Di per se la notizia non regala nulla di nuovo: un gruppo di hacker si è introdotto venerdì scorso, o forse anche prima, nei server di Unicredit, e ha trafugato un file creato nel 2015 contenente i dati di oltre 3 milioni di clienti e li ha pubblicati nel darkweb. Lo sappiamo e lo diciamo da anni che in Italia la protezione dei dati degli altri è inefficace, inadeguata e non più al passo con i tempi. È da tempo che invochiamo controlli e sanzioni che riportino l'attenzione sulla materia, che speriamo nella designazione del nuovo Garante che possa iniziare a pianificare una roadmap credibile ed efficiente. E invece la situazione in Italia è grave e anche seria (parafrasando all'incontrario la nota citazione di Flaiano) e noi tutti stiamo a guardare.
Quello su cui mi voglio soffermare è invece il taglio della notizia: riporto tra virgolette
"Questo file conteneva circa 3 milioni di records, riferiti al perimetro italiano, e risultava composto solo da nomi, città, numeri di telefono ed e-mail. Lo si legge in una nota della banca."
Che vuol dire solo? Il nome, cognome indirizzo, numero di telefono ed email di un interessato sono dati secondari? Far pubblicare sul darkweb 3 milioni di dati che dal minuto successivo saranno preda di spam, phishing, offerte pubblicitarie non gradite, telefonate di telemarketer senza scrupoli vi sembra una cosa da poco? Voglio ricordare l'articolo 82 del GDPR:
"Chiunque subisca un danno materiale o immateriale causato da una violazione del presente regolamento ha il diritto di ottenere il risarcimento del danno dal titolare del trattamento o dal responsabile del trattamento."
Il problema è che ancora non ci prendiamo sul serio, crediamo sia tutto un gioco ed andiamo avanti riempiendosi la bocca con la parola privacy. Volete la riprova? Il lancio continua così:
"Nell'accesso non autorizzato a file Unicredit "non sono stati compromessi altri dati personali, né coordinate bancarie in grado di consentire l'accesso ai conti dei clienti o l'effettuazione di transazioni non autorizzate". UniCredit ha immediatamente avviato un'indagine interna e ha informato tutte le autorità competenti, compresa la polizia."
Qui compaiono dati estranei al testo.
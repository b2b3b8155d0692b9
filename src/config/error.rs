//! Configuration error types for the config module.

use std::path::PathBuf;
use thiserror::Error;

/// Errors that can occur during configuration operations.
#[derive(Debug, Error)]
pub enum ConfigError {
    /// Failed to read config file
    #[error("Failed to read configuration file '{path}': {source}")]
    ReadError {
        path: PathBuf,
        #[source]
        source: std::io::Error,
    },

    /// Failed to parse TOML
    #[error("Failed to parse configuration: {0}")]
    ParseError(#[from] toml::de::Error),

    /// Failed to serialize config
    #[error("Failed to serialize configuration: {0}")]
    SerializeError(#[from] toml::ser::Error),

    /// Failed to write config file
    #[error("Failed to write configuration file '{path}': {source}")]
    WriteError {
        path: PathBuf,
        #[source]
        source: std::io::Error,
    },

    /// Invalid configuration value
    #[error("Invalid configuration value for '{key}': {message}")]
    ValidationError { key: String, message: String },

    /// Environment variable parse error
    #[error("Failed to parse environment variable '{var}': {message}")]
    EnvParseError { var: String, message: String },

    /// Missing required configuration
    #[error("Missing required configuration: {0}")]
    MissingRequired(String),
}

impl ConfigError {
    /// Create a validation error
    pub fn validation<K: Into<String>, M: Into<String>>(key: K, message: M) -> Self {
        Self::ValidationError {
            key: key.into(),
            message: message.into(),
        }
    }

    /// Create an env parse error
    pub fn env_parse<V: Into<String>, M: Into<String>>(var: V, message: M) -> Self {
        Self::EnvParseError {
            var: var.into(),
            message: message.into(),
        }
    }
}

/// Result type for configuration operations.
pub type ConfigResult<T> = Result<T, ConfigError>;
//! The single place that re-opens the transport after a failure.
//!
//! Requests arrive one at a time because each carries the gate permit. A
//! request observed before the last completed reconnection is stale: the
//! failure it describes was already repaired, so it is dropped unprocessed.

use super::context::{LinkContext, ReconnectRequest};
use crate::message::Message;
use std::time::Duration;
use tokio::sync::mpsc;
use tokio::time::Instant;
use tracing::{debug, info, warn};

/// Fixed delay between failed reopen attempts.
pub const RECONNECT_INTERVAL: Duration = Duration::from_millis(100);

pub(crate) async fn run(
    ctx: LinkContext,
    mut requests: mpsc::Receiver<ReconnectRequest>,
    retry_interval: Duration,
) {
    let name = ctx.transport.name().to_string();
    let mut last_reconnect: Option<Instant> = None;
    debug!(transport = %name, "reconnect loop started");

    loop {
        let request = tokio::select! {
            biased;
            _ = ctx.cancel.cancelled() => break,
            request = requests.recv() => match request {
                Some(request) => request,
                None => break,
            },
        };

        if last_reconnect.is_some_and(|done| request.observed_at < done) {
            debug!(transport = %name, "stale reconnect request, skipping");
            continue;
        }

        info!(transport = %name, "link failed, reconnecting");
        if let Err(err) = ctx.transport.close().await {
            debug!(transport = %name, error = %err, "close before reopen failed");
        }

        let Some(attempts) = reopen_until_success(&ctx, &name, retry_interval).await else {
            debug!(transport = %name, "shutdown during reconnect, abandoning");
            break;
        };

        last_reconnect = Some(Instant::now());
        info!(transport = %name, attempts, "reconnected");
        drop(request);
    }

    debug!(transport = %name, "reconnect loop stopped");
}

/// Retry `reopen` until it succeeds. Returns `None` on shutdown.
///
/// The first attempt is immediate. An attempt already in flight is allowed to
/// finish so the transport is never left half-open.
async fn reopen_until_success(
    ctx: &LinkContext,
    name: &str,
    retry_interval: Duration,
) -> Option<u32> {
    let mut attempts = 0u32;
    loop {
        if ctx.cancel.is_cancelled() {
            return None;
        }
        attempts += 1;

        match ctx.transport.reopen().await {
            Ok(()) => return Some(attempts),
            Err(err) => {
                warn!(transport = %name, attempt = attempts, error = %err, "reopen failed");
                if !ctx.emit(Message::Err(err)).await {
                    return None;
                }
            }
        }

        tokio::select! {
            biased;
            _ = ctx.cancel.cancelled() => return None,
            _ = tokio::time::sleep(retry_interval) => {}
        }
    }
}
Certo, fa figo dire che "abbiamo salvato gli altri dati personali dei clienti", rende più professionali, più reattivi, più efficaci. Ma quali altri dati personali?
Oramai anche i bambini sanno che con il numero di conto non ci si può fare più niente, ci sono le "One Time Password" e recentemente i doppi controlli con gli smartphone. Quali altri miei dati personali può avere una banca e che è riuscita a salvare? (ammesso e non concesso che ci sia davvero riuscita).
La verità è che ancora non sanno quanti e quali dati sono stati rubati e l'unica maniera per accertarlo è armarsi del browser Thor e navigare nella rete oscura alla ricerca dei market che stanno vendendo a pacchetti tali files.
Unicredit dal canto suo ha giustamente segnalato la cosa al Garante e al Cnaipic, il Centro Nazionale Anticrimine Informatico per la Protezione delle Infrastrutture Critiche e da un punto di vista formale ha espletato tutte le azioni necessarie, nulla da dire.
Rimane il fatto che tutti i giorni aziende, organizzazioni, enti pubblici, banche e società di servizi sono vittime di furto di dati altrui e la domanda è: per quanto tempo ancora vogliamo continuare a proteggere inadeguatamente tali dati? Non sono certo un fautore della repressione ma mai come in questi casi delle sanzioni certe ed adeguate potrebbero sensibilizzare quel tanto che basta a fare di più, a fare di meglio.
Ci sono solo da fare i primi passi, poi il cammino diverrà per tutti più semplice e soprattutto inarrestabile.